By Stephanie N. Mehta, Fortune senior writer
August 20 2007: 12:12 PM EDT


(Fortune Magazine) -- I remember there was a time when the value of his enterprises was very low," recalls Patrick, the youngest son of Carlos Slim Helú. It was the early 1980s, and Mexico was in the depths of a massive financial crisis. Periodically the elder Slim would round up his three teenage sons for an economics lesson. Sitting them down in the living room of the family home, Slim would produce a single handwritten list. One line would show, for instance, how a Mexican insurance company was selling for far less than a similar American insurer. Another would show that compared with European candy or cigarette makers, Mexican manufacturers were drastically undervalued. "It was a very, very long time ago," says Patrick, "but I absolutely remember him teaching us at an early age."

For Slim, a onetime math instructor, this was no mere academic exercise. Yes, he wanted to instill in his sons the same lesson his father - a Lebanese immigrant who started acquiring real estate in Mexico City during the Revolution of 1910 - taught him: Though Mexico will have its ups and downs, don't ever count the country out. But Slim wasn't just teaching, he was buying. He spent $55 million on an insurance company. He took a stake in retailer Sanborns. He invested in a hotel chain.

Now those early investments are paying off big time. His three heirs - Carlos Jr., 40; Marco Antonio, 39; and Patrick, 38, run day-to-day operations at various Slim businesses and are increasingly making strategic decisions, while their father, who had heart surgery in 1997, pulls back. And Slim's investments in downtrodden Mexico? They laid the foundations of a sprawling, $150 billion business empire whose growth in recent months has turned Carlos Slim Helú into the world's richest man.

By our calculations, the 67-year-old Slim has amassed a $59 billion fortune, based on the value of his public holdings at the end of July. This number puts him just ahead of perennial No. 1, Microsoft founder Bill Gates, whose net worth is estimated to be at least $58 billion.
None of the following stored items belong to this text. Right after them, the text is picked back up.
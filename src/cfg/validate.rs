//! Structural invariant validation.
//!
//! Every CFG handed to the emitter must satisfy these checks; they are also
//! re-run when a persisted CFG record is loaded.

use crate::error::CfgError;

use super::reachability::{has_path, reachable_from, reaches_exit};
use super::{BlockId, StructuredCfg};

impl StructuredCfg {
    /// Validate the structural invariants of a structured CFG.
    ///
    /// Checked, in order: unique entry; reachability of every block from the
    /// entry; exit-reachability (with the loop-trap exception: a block that
    /// cannot reach an exit must reach a loop header whose merge can); header
    /// attribute consistency (merge present, distinct from the header, and
    /// reachable from it; loop headers have out-degree 2 with the merge as
    /// edge 0); break/continue blocks are basic and point at the enclosing
    /// loop's merge or header respectively.
    ///
    /// # Errors
    ///
    /// Returns the first violated invariant as a [`CfgError`].
    pub fn validate(&self) -> Result<(), CfgError> {
        let entry = self.entry()?;

        let reachable = reachable_from(self, entry);
        for id in self.block_ids() {
            if !reachable.contains(&id) {
                return Err(CfgError::Invalid {
                    reason: format!("block {id} is unreachable from entry {entry}"),
                });
            }
        }

        let exiting = reaches_exit(self);
        for id in self.block_ids() {
            if !exiting.contains(&id) && !self.escapes_through_loop_merge(id, &exiting)? {
                return Err(CfgError::Invalid {
                    reason: format!("block {id} can reach neither an exit nor an escaping loop merge"),
                });
            }
        }

        for id in self.block_ids() {
            self.validate_block(id)?;
        }
        Ok(())
    }

    /// A trapped block is permitted when it reaches a loop header whose merge
    /// itself reaches an exit.
    fn escapes_through_loop_merge(
        &self,
        block: BlockId,
        exiting: &std::collections::BTreeSet<BlockId>,
    ) -> Result<bool, CfgError> {
        for candidate in reachable_from(self, block) {
            if self.is_loop_header(candidate)? {
                let merge = self.merge(candidate)?;
                if exiting.contains(&merge) {
                    return Ok(true);
                }
            }
        }
        Ok(false)
    }

    fn validate_block(&self, id: BlockId) -> Result<(), CfgError> {
        let attrs = self.attrs(id)?.clone();
        let out_degree = self.out_degree(id)?;

        if attrs.loop_header && !attrs.selection_header {
            return Err(CfgError::Invalid {
                reason: format!("loop header {id} is missing the SelectionHeader flag"),
            });
        }
        if attrs.switch_block && !attrs.selection_header {
            return Err(CfgError::Invalid {
                reason: format!("switch block {id} is missing the SelectionHeader flag"),
            });
        }

        if attrs.selection_header {
            let merge = self.merge(id)?;
            if merge == id {
                return Err(CfgError::Invalid {
                    reason: format!("header {id} names itself as merge"),
                });
            }
            if !self.contains(merge) {
                return Err(CfgError::UnknownBlock { block: merge });
            }
            if !has_path(self, id, merge) {
                return Err(CfgError::Invalid {
                    reason: format!("merge {merge} is unreachable from header {id}"),
                });
            }
        }

        if attrs.loop_header {
            if out_degree != 2 {
                return Err(CfgError::Invalid {
                    reason: format!("loop header {id} has out-degree {out_degree}, expected 2"),
                });
            }
            let merge = self.merge(id)?;
            if self.edge_index_to_dst(id, 0)? != merge {
                return Err(CfgError::Invalid {
                    reason: format!("loop header {id}: edge 0 must be the merge {merge}"),
                });
            }
        }

        if attrs.break_block || attrs.continue_block {
            if out_degree != 1 {
                return Err(CfgError::Invalid {
                    reason: format!(
                        "break/continue block {id} has out-degree {out_degree}, expected 1"
                    ),
                });
            }
            let target = self.edge_index_to_dst(id, 0)?;
            if attrs.continue_block && !self.is_loop_header(target)? {
                return Err(CfgError::Invalid {
                    reason: format!("continue block {id} targets {target}, not a loop header"),
                });
            }
            if attrs.break_block {
                let is_some_loop_merge = self.block_ids().any(|other| {
                    self.is_loop_header(other).unwrap_or(false)
                        && self.merge_opt(other).ok().flatten() == Some(target)
                });
                if !is_some_loop_merge {
                    return Err(CfgError::Invalid {
                        reason: format!("break block {id} targets {target}, not a loop merge"),
                    });
                }
            }
        }

        Ok(())
    }
}

#[cfg(test)]
mod tests {
    use crate::cfg::examples;
    use crate::cfg::Attribute;

    use super::*;

    fn b(raw: u32) -> BlockId {
        BlockId::new(raw)
    }

    #[test]
    fn example_cfgs_validate() {
        for (name, cfg) in examples::all() {
            assert!(cfg.validate().is_ok(), "{name} failed validation");
        }
    }

    #[test]
    fn unreachable_block_is_rejected() {
        let mut cfg = StructuredCfg::with_entry(b(1));
        cfg.add_edge(b(1), b(2)).unwrap();
        cfg.add_block(b(9));
        let err = cfg.validate().unwrap_err();
        assert!(matches!(err, CfgError::Invalid { .. }));
    }

    #[test]
    fn header_without_merge_is_rejected() {
        let mut cfg = StructuredCfg::with_entry(b(1));
        cfg.add_edge(b(1), b(2)).unwrap();
        cfg.add_edge(b(1), b(3)).unwrap();
        cfg.set_attribute(b(1), Attribute::SelectionHeader).unwrap();
        assert_eq!(cfg.validate(), Err(CfgError::NoMerge { block: b(1) }));
    }

    #[test]
    fn loop_header_edge_order_is_checked() {
        // Edge 0 must be the merge; here the body comes first.
        let mut cfg = StructuredCfg::with_entry(b(1));
        cfg.add_edge(b(1), b(2)).unwrap();
        cfg.add_edge(b(2), b(3)).unwrap();
        cfg.add_edge(b(2), b(5)).unwrap();
        cfg.add_edge(b(3), b(2)).unwrap();
        cfg.set_attribute(b(2), Attribute::SelectionHeader).unwrap();
        cfg.set_attribute(b(2), Attribute::LoopHeader).unwrap();
        cfg.set_attribute(b(2), Attribute::Merge(b(5))).unwrap();

        let err = cfg.validate().unwrap_err();
        assert!(err.to_string().contains("edge 0 must be the merge"));
    }

    #[test]
    fn continue_block_must_target_loop_header() {
        let mut cfg = StructuredCfg::with_entry(b(1));
        cfg.add_edge(b(1), b(2)).unwrap();
        cfg.add_edge(b(2), b(3)).unwrap();
        cfg.set_attribute(b(2), Attribute::ContinueBlock).unwrap();
        let err = cfg.validate().unwrap_err();
        assert!(err.to_string().contains("not a loop header"));
    }
}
But Gates is selling off his single greatest source of wealth, Microsoft stock, to fund his foundation, while Slim's fortune is growing at a stunning clip. His net worth jumped $12 billion this year alone. His family's holdings represent more than 5% of Mexico's 2006 gross domestic product, and Slim-controlled companies make up one-third of the $422 billion Mexican Bolsa, or stock exchange.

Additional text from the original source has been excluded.